April 8, 2021 By Allie Griffin

Mayor Bill de Blasio announced sweeping changes to the city’s COVID-19 closure policies for New York City public schools.

The city has doubled the number of coronavirus cases that requires the Department of Education to close a school for 10 days.

Beginning Monday, schools will close for in-person instruction if four or more cases of the coronavirus are detected among students or staff within one week, de Blasio announced Thursday.

The cases must also be found in different classrooms and must have been contracted inside the school.

“Fewer closures mean consistency and stability for students, staff, families and more days in classrooms for New York City’s children,” Schools Chancellor Meisha Ross Porter said at the mayor’s press briefing.

Previously, two unlinked cases among students and staff within one week triggered a 10-day closure of an entire building — which could mean multiple schools within the same building were shuttered. The new rule will close only the school where there are four or more cases were found, not the entire building.

“We’ve seen the studies, consulted with medical experts and based this change on guidance from the CDC,” Porter said. “We’ve heard the voices of our school communities calling for increased stability around in-person learning as long as we can do so safely.”

If a school closes, all students will be switched to remote learning until it reopens in 10 days.

If two or three cases of COVID-19 are confirmed in different classrooms, the city will double the amount of random weekly testing from its baseline of 20 percent of staff and students to 40 percent of staff and students, Porter said.

One confirmed case within a class will still warrant a closure of that individual classroom for 10 days, she added.

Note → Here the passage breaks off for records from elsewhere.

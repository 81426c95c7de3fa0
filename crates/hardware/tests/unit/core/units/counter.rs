//! Counter Unit Tests.

use octosim_core::core::units::counter::{Counter, CounterChannel, CounterControl};
use rstest::rstest;

fn ctr(mode: u32, pin_a: u32, pin_b: u32) -> u32 {
    (mode << 26) | (pin_b << 9) | pin_a
}

#[test]
fn disabled_counter_holds_phase() {
    let mut counter = Counter::new(CounterChannel::A);
    assert_eq!(counter.tick(0, 123, 456, u32::MAX), 456);
    assert_eq!(counter.outputs(), 0);
}

#[test]
fn nco_drives_phase_bit_31_on_pin_a() {
    let mut counter = Counter::new(CounterChannel::A);
    let control = ctr(0b00100, 3, 0);

    let phs = counter.tick(control, 0x4000_0000, 0x4000_0000, 0);
    assert_eq!(phs, 0x8000_0000);
    assert_eq!(counter.outputs(), 1 << 3);

    let phs = counter.tick(control, 0x4000_0000, phs, 0);
    assert_eq!(phs, 0xC000_0000);
    assert_eq!(counter.outputs(), 1 << 3);

    let phs = counter.tick(control, 0x4000_0000, phs, 0);
    assert_eq!(phs, 0);
    assert_eq!(counter.outputs(), 0);
}

#[rstest]
#[case::pll_differential(0b00011)]
#[case::nco_differential(0b00101)]
fn differential_modes_drive_complement_on_pin_b(#[case] mode: u32) {
    let mut counter = Counter::new(CounterChannel::B);
    let control = ctr(mode, 0, 1);
    let _ = counter.tick(control, 0, 0, 0);
    assert_eq!(counter.outputs(), 0b10);
    let _ = counter.tick(control, 0, 0x8000_0000, 0);
    assert_eq!(counter.outputs(), 0b01);
}

#[test]
fn single_ended_pll_leaves_pin_b_low() {
    let mut counter = Counter::new(CounterChannel::A);
    let _ = counter.tick(ctr(0b00010, 0, 1), 0, 0x8000_0000, 0);
    assert_eq!(counter.outputs(), 0b01);
}

#[test]
fn duty_mode_outputs_the_accumulator_carry() {
    let mut counter = Counter::new(CounterChannel::A);
    let control = ctr(0b00110, 2, 0);
    let phs = counter.tick(control, 0x8000_0000, 0x8000_0000, 0);
    assert_eq!(phs, 0);
    assert_eq!(counter.outputs(), 1 << 2);
    let _ = counter.tick(control, 0x8000_0000, phs, 0);
    assert_eq!(counter.outputs(), 0);
}

#[rstest]
// mode 16 + truth table over (b, a) rows 00, 01, 10, 11
#[case(16, [false, false, false, false])]
#[case(17, [true, false, false, false])]
#[case(21, [true, false, true, false])]
#[case(24, [false, false, false, true])]
#[case(30, [false, true, true, true])]
#[case(31, [true, true, true, true])]
fn logic_modes_accumulate_when_table_is_true(#[case] mode: u32, #[case] rows: [bool; 4]) {
    let control = ctr(mode, 4, 5);
    for (row, accumulates) in rows.into_iter().enumerate() {
        let inputs = ((row as u32 & 1) << 4) | ((row as u32 >> 1) << 5);
        let mut counter = Counter::new(CounterChannel::A);
        let phs = counter.tick(control, 1, 100, inputs);
        assert_eq!(phs == 101, accumulates, "mode {mode} row {row}");
        assert_eq!(counter.outputs(), 0);
    }
}

#[test]
fn reserved_edge_modes_do_nothing() {
    let mut counter = Counter::new(CounterChannel::A);
    for mode in 8..16 {
        assert_eq!(counter.tick(ctr(mode, 0, 1), 7, 9, u32::MAX), 9);
    }
}

#[test]
fn pins_beyond_port_a_are_not_driven() {
    let mut counter = Counter::new(CounterChannel::A);
    let _ = counter.tick(ctr(0b00100, 40, 0), 0, 0x8000_0000, 0);
    assert_eq!(counter.outputs(), 0);
    assert_eq!(CounterControl::decode(ctr(0b00100, 40, 0)).pin_a, 40);
}

#[test]
fn reset_releases_pins() {
    let mut counter = Counter::new(CounterChannel::A);
    let _ = counter.tick(ctr(0b00100, 0, 0), 0, 0x8000_0000, 0);
    assert_eq!(counter.outputs(), 1);
    counter.reset();
    assert_eq!(counter.outputs(), 0);
    assert_eq!(counter.channel(), CounterChannel::A);
}
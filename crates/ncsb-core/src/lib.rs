//! # ncsb-core — Foundational Types for the NCSB Toolchain
//!
//! This crate is the bedrock of the NCSB (NIST Cloud Security Baseline)
//! workspace. It defines the type-system primitives every other crate builds
//! on; it depends on nothing internal.
//!
//! ## Key Design Principles
//!
//! 1. **Newtype for the domain primitive.** `ControlId` wraps the canonical
//!    SP 800-53 identifier form. No bare strings cross crate boundaries.
//!
//! 2. **Single `BaselineTier` enum.** One definition, four variants,
//!    exhaustive `match` everywhere. Adding a tier forces every consumer to
//!    handle it.
//!
//! 3. **UTC-only timestamps.** The `Timestamp` type enforces UTC with Z
//!    suffix and seconds precision, so reruns of the generator differ only
//!    in the instant, never in the rendering.
//!
//! 4. **Malformed identifiers never panic.** Normalization is total: input
//!    that does not match the control-id grammar passes through as an opaque
//!    key (the catalog is trusted upstream; the toolchain must not fall over
//!    on a stray cell).
//!
//! ## Crate Policy
//!
//! - No dependencies on other `ncsb-*` crates (this is the leaf of the DAG).
//! - No `unsafe` code.
//! - No `panic!()` or `.unwrap()` outside tests.
//! - All public types derive `Debug`, `Clone`, and implement
//!   `Serialize`/`Deserialize`.

pub mod control;
pub mod error;
pub mod identifier;
pub mod severity;
pub mod temporal;
pub mod tier;

// Re-export primary types for ergonomic imports.
pub use control::Control;
pub use error::NcsbError;
pub use identifier::ControlId;
pub use severity::Severity;
pub use temporal::Timestamp;
pub use tier::{BaselineTier, BASELINE_TIER_COUNT};
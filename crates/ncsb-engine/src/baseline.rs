//! # Baseline Set Builder
//!
//! Turns each baseline's raw identifier rows into a set of canonical
//! identifiers. Duplicate rows collapse (set semantics); an empty input
//! yields an empty set, not an error.

use std::collections::HashSet;

use ncsb_core::{BaselineTier, ControlId, NcsbError};

/// The set of canonical control identifiers selected by one baseline tier.
#[derive(Debug, Clone)]
pub struct BaselineSet {
    tier: BaselineTier,
    ids: HashSet<ControlId>,
}

impl BaselineSet {
    /// Build a set from raw identifier rows, normalizing each.
    pub fn from_raw_rows<'a, I>(tier: BaselineTier, rows: I) -> Self
    where
        I: IntoIterator<Item = &'a str>,
    {
        Self {
            tier,
            ids: rows.into_iter().map(ControlId::normalize).collect(),
        }
    }

    /// Build a set from already-canonical identifiers (e.g. an OSCAL
    /// profile's selections). Duplicates collapse.
    pub fn from_ids<I>(tier: BaselineTier, ids: I) -> Self
    where
        I: IntoIterator<Item = ControlId>,
    {
        Self {
            tier,
            ids: ids.into_iter().collect(),
        }
    }

    /// An empty set for the given tier.
    pub fn empty(tier: BaselineTier) -> Self {
        Self {
            tier,
            ids: HashSet::new(),
        }
    }

    /// The tier this set belongs to.
    pub fn tier(&self) -> BaselineTier {
        self.tier
    }

    /// Set-containment test against a canonical identifier.
    pub fn contains(&self, id: &ControlId) -> bool {
        self.ids.contains(id)
    }

    /// Number of distinct identifiers in the set.
    pub fn len(&self) -> usize {
        self.ids.len()
    }

    /// Whether the set is empty.
    pub fn is_empty(&self) -> bool {
        self.ids.is_empty()
    }

    /// Iterate over the identifiers (no defined order).
    pub fn iter(&self) -> impl Iterator<Item = &ControlId> {
        self.ids.iter()
    }
}

/// The four baseline sets for one enrichment run.
///
/// Sets are independent snapshots; membership in one implies nothing about
/// membership in another.
#[derive(Debug, Clone)]
pub struct BaselineSets {
    /// Low-impact baseline selections.
    pub low: BaselineSet,
    /// Moderate-impact baseline selections.
    pub moderate: BaselineSet,
    /// High-impact baseline selections.
    pub high: BaselineSet,
    /// Privacy baseline selections.
    pub privacy: BaselineSet,
}

impl BaselineSets {
    /// Assemble the four sets, checking each carries its expected tier tag.
    ///
    /// # Errors
    ///
    /// Returns [`NcsbError::Config`] if a set is passed in the wrong slot —
    /// a wiring mistake that must not silently skew every membership flag.
    pub fn new(
        low: BaselineSet,
        moderate: BaselineSet,
        high: BaselineSet,
        privacy: BaselineSet,
    ) -> Result<Self, NcsbError> {
        let expected = [
            (BaselineTier::Low, low.tier()),
            (BaselineTier::Moderate, moderate.tier()),
            (BaselineTier::High, high.tier()),
            (BaselineTier::Privacy, privacy.tier()),
        ];
        for (want, got) in expected {
            if want != got {
                return Err(NcsbError::Config(format!(
                    "baseline set in the {want} slot is tagged {got}"
                )));
            }
        }
        Ok(Self {
            low,
            moderate,
            high,
            privacy,
        })
    }

    /// The set for a given tier.
    pub fn get(&self, tier: BaselineTier) -> &BaselineSet {
        match tier {
            BaselineTier::Low => &self.low,
            BaselineTier::Moderate => &self.moderate,
            BaselineTier::High => &self.high,
            BaselineTier::Privacy => &self.privacy,
        }
    }
}
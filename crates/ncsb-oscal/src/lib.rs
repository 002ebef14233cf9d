//! # ncsb-oscal — Typed OSCAL Ingestion
//!
//! The I/O boundary between the official OSCAL JSON documents published by
//! NIST (<https://github.com/usnistgov/oscal-content>) and the typed records
//! the enrichment engine consumes.
//!
//! Two document kinds are ingested:
//!
//! - **Catalog** (SP 800-53 Rev. 5) — the full control catalog, flattened
//!   into `Vec<Control>` with statement/guidance prose and related-control
//!   links extracted.
//! - **Profile** (SP 800-53B baselines) — a control selection, reduced to
//!   the sequence of selected identifiers.
//!
//! The engine never sees OSCAL shapes; everything downstream of this crate
//! operates on validated, canonical-identifier records.

pub mod catalog;
pub mod id;
pub mod profile;

pub use catalog::parse_catalog;
pub use id::oscal_id_to_control_id;
pub use profile::parse_profile;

Parents with children who are enrolled in full remote learning have until Friday to decide to send their kids back to the classroom for the remainder of the school year. It is the last opportunity for parents to enroll the children in the city’s blended learning model, in which students attend class in-person on some days and remotely on other days.

Parents who wish to enroll their children in the hybrid model can do so by calling 311 or visiting nycenet.edu/surveys/learningpreference.